TASK BRIEF >> In the material below, find all lines with the string "GpuError" and copy them.

DATA PROVIDED >>
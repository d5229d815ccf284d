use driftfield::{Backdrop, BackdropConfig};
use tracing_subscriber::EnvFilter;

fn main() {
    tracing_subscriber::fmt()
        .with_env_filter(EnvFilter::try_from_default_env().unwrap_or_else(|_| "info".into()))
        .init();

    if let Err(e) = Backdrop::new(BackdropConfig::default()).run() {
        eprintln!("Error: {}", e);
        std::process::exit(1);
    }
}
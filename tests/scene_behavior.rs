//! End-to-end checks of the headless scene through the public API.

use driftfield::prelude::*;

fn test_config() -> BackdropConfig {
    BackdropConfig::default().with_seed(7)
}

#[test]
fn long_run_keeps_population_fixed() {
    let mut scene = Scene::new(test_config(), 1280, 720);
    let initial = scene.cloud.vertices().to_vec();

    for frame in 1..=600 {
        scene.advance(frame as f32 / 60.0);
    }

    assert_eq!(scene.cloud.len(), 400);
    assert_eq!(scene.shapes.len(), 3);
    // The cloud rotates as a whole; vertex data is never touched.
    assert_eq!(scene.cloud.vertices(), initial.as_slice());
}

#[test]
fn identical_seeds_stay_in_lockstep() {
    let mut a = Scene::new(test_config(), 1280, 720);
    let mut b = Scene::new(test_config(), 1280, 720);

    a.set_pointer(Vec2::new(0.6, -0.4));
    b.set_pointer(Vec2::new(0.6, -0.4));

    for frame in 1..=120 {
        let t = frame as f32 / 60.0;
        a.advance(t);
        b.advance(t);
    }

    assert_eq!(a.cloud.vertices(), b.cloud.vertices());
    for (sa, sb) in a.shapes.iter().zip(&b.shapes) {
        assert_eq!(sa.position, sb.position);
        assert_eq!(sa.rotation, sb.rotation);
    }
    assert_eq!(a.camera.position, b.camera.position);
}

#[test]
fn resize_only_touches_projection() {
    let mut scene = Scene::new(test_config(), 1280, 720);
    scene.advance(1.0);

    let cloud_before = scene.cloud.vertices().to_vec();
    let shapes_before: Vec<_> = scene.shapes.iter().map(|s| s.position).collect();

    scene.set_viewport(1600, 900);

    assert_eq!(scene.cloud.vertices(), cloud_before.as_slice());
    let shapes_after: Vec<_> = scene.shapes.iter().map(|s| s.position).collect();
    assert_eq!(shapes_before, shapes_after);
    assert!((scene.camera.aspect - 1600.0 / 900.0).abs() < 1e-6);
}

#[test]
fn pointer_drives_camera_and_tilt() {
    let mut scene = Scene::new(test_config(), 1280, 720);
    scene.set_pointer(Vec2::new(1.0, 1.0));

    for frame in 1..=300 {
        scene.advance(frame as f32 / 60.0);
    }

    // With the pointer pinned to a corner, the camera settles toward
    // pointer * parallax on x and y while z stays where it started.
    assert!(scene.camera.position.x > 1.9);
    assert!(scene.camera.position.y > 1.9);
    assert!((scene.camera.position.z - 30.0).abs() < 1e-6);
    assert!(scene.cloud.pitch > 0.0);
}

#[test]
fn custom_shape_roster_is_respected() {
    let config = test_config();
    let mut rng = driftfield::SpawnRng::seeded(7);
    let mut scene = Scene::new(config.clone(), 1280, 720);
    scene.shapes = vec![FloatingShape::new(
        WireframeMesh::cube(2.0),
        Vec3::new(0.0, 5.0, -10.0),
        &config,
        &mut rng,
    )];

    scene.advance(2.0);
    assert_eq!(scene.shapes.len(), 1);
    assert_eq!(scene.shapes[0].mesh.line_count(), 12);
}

---

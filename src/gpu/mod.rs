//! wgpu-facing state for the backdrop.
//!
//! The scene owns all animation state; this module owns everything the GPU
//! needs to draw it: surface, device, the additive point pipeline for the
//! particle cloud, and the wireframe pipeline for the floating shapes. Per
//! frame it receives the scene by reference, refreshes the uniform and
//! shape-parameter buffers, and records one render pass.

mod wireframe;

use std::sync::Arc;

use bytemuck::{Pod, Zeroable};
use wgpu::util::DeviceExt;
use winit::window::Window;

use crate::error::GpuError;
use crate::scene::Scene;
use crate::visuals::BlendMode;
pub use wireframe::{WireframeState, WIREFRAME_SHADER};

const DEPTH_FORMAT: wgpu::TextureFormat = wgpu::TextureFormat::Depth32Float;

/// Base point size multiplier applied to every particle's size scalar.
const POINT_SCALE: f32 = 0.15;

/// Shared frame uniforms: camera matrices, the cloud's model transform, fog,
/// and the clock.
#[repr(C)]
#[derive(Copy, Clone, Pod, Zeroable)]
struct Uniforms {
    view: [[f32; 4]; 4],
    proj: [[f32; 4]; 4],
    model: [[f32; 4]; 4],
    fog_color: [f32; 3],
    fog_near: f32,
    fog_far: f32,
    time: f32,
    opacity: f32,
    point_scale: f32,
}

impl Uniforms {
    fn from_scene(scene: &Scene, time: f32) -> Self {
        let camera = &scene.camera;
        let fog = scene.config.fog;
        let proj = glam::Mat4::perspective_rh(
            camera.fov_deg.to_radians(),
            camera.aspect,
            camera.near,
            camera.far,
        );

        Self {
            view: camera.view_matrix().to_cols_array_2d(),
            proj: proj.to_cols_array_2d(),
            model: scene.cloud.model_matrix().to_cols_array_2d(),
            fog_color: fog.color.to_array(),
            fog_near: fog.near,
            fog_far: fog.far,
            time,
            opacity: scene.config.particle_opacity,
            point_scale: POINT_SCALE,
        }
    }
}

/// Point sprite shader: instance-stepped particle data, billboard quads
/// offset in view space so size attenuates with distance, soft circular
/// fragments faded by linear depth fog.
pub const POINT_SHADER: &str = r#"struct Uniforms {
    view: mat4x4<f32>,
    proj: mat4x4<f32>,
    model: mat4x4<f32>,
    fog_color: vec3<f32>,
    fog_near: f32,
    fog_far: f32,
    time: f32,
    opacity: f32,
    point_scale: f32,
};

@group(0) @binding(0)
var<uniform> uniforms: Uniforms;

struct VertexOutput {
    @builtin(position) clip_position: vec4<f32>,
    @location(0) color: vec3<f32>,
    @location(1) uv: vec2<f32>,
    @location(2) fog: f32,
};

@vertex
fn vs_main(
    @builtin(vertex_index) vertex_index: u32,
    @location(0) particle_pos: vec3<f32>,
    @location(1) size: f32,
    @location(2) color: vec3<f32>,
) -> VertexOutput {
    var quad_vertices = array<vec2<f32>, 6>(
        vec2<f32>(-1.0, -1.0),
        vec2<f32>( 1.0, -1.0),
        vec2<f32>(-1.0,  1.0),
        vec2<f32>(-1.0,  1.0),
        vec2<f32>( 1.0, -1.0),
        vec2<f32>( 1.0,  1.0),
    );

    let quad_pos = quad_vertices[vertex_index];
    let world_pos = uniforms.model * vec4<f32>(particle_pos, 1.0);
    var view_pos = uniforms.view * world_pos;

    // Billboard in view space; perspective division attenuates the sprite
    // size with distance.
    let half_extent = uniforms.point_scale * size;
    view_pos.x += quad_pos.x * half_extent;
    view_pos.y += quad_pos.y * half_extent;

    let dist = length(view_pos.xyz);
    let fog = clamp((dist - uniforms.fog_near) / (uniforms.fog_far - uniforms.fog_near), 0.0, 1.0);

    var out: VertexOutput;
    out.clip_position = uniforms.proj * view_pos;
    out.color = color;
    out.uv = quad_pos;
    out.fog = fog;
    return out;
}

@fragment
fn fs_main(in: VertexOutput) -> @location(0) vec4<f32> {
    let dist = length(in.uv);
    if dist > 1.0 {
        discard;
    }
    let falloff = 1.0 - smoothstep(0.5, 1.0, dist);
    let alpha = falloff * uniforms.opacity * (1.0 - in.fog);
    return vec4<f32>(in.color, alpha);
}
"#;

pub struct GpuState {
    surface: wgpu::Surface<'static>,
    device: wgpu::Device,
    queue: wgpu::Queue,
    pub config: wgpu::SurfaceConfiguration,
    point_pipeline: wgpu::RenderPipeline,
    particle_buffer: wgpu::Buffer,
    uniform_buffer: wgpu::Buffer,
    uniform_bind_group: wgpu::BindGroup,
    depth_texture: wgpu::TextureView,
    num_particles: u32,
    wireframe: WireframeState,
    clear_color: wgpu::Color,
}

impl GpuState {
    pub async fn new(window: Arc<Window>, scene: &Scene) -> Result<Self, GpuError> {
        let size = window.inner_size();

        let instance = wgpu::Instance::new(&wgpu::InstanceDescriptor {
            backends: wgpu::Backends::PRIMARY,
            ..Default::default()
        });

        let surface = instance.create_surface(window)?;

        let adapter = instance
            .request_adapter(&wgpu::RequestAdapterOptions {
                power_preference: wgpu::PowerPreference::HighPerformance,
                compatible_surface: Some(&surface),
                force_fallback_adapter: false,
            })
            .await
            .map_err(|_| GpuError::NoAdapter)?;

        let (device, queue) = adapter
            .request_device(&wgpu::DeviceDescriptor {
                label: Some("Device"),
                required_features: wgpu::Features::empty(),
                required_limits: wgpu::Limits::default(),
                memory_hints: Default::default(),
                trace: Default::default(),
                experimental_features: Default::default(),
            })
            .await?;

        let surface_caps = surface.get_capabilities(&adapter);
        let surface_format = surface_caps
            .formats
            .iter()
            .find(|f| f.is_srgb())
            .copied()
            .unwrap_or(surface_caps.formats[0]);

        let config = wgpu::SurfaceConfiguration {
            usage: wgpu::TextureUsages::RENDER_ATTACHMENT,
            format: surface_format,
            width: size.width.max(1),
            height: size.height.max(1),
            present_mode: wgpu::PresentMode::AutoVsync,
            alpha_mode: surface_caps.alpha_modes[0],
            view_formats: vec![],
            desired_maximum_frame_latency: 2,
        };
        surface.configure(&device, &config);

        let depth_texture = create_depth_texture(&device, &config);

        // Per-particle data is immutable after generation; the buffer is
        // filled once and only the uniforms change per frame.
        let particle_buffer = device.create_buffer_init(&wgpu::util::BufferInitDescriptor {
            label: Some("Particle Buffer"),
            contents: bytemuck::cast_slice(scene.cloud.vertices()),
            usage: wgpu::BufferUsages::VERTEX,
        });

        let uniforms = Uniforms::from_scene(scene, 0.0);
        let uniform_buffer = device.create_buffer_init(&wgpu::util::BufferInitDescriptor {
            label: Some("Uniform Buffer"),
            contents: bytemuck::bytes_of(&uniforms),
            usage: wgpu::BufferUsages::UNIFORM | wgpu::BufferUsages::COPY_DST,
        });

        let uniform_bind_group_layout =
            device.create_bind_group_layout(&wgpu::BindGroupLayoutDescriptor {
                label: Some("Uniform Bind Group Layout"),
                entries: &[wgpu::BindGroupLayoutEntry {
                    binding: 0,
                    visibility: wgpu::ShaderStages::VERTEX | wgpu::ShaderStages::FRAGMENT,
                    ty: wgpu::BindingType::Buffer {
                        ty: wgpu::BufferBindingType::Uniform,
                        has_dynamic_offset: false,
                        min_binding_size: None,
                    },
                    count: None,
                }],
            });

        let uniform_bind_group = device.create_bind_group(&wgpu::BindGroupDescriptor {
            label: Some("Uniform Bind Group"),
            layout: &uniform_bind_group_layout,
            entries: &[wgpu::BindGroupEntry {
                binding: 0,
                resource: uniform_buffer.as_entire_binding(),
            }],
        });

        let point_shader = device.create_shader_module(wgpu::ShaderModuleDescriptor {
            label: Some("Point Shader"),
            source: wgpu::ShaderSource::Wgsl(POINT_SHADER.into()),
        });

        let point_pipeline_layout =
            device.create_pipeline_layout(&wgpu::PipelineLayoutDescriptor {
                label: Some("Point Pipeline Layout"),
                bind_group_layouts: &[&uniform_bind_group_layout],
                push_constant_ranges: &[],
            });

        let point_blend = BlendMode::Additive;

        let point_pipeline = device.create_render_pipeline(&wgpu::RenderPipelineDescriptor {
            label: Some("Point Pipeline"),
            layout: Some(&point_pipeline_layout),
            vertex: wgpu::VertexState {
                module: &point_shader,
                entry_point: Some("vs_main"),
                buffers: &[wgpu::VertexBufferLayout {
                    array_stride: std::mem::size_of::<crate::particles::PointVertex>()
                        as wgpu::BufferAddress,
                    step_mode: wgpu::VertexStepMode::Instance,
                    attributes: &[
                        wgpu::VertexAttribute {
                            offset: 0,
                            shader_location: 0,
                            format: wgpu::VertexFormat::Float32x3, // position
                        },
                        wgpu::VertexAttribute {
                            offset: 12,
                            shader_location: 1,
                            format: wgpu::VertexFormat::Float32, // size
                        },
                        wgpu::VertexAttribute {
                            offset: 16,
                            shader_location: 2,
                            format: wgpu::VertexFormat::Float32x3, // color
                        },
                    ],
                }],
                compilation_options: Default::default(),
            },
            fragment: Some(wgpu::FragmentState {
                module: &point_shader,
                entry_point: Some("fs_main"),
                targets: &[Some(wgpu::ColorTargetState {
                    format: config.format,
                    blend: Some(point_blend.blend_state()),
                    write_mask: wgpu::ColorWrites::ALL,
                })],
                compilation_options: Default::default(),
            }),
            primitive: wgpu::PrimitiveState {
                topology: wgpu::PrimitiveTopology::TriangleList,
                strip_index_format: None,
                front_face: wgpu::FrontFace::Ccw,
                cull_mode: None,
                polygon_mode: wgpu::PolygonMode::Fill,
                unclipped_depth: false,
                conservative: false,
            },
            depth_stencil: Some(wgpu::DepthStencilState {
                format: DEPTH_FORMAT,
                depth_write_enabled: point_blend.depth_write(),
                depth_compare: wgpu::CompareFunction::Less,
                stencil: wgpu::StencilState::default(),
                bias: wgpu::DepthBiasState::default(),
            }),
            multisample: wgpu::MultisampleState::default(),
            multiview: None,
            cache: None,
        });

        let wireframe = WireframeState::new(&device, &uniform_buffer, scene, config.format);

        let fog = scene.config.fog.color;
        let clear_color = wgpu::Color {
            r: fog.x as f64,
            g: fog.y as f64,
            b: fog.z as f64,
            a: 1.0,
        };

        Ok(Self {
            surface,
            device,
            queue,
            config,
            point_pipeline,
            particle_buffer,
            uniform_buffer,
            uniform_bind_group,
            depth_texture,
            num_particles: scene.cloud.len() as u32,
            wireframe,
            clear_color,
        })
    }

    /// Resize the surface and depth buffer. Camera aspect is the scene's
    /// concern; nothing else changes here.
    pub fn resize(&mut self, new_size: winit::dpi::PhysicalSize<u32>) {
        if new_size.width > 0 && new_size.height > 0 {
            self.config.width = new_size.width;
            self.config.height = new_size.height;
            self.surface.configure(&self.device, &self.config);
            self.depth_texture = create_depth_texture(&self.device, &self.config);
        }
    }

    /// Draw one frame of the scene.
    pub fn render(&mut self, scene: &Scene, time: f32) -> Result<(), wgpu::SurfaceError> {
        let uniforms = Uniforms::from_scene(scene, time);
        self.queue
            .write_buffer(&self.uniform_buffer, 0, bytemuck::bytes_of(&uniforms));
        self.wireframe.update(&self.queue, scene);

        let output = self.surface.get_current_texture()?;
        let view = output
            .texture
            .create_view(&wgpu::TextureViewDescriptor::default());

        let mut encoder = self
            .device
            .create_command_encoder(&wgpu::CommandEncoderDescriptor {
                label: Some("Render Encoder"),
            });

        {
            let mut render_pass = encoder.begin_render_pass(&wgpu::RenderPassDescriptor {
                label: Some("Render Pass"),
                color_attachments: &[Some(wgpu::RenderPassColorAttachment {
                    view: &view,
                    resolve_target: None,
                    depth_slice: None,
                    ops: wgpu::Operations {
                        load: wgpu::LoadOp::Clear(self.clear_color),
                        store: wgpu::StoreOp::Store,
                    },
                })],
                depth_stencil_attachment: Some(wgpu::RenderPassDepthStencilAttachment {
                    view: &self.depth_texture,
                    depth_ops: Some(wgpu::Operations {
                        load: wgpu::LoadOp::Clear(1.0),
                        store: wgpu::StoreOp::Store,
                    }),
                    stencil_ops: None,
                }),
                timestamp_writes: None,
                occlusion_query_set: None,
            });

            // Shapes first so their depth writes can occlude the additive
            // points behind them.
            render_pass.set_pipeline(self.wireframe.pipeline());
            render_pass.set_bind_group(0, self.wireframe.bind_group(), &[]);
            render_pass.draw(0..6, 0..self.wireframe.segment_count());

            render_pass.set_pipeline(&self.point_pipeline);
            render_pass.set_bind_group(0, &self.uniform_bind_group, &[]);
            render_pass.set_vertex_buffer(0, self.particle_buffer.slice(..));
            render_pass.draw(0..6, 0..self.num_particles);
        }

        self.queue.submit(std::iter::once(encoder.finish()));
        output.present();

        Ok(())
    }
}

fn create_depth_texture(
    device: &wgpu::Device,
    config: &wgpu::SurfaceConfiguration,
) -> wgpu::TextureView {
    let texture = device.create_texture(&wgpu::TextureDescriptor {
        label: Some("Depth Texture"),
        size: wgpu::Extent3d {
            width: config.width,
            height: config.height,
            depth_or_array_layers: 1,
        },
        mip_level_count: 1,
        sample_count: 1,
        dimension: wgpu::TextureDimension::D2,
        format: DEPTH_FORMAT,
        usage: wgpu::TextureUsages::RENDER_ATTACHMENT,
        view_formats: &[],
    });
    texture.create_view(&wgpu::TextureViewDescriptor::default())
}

TASK ANSWER >>
use crate::error::GpuError;
    pub async fn new(window: Arc<Window>, scene: &Scene) -> Result<Self, GpuError> {
            .map_err(|_| GpuError::NoAdapter)?;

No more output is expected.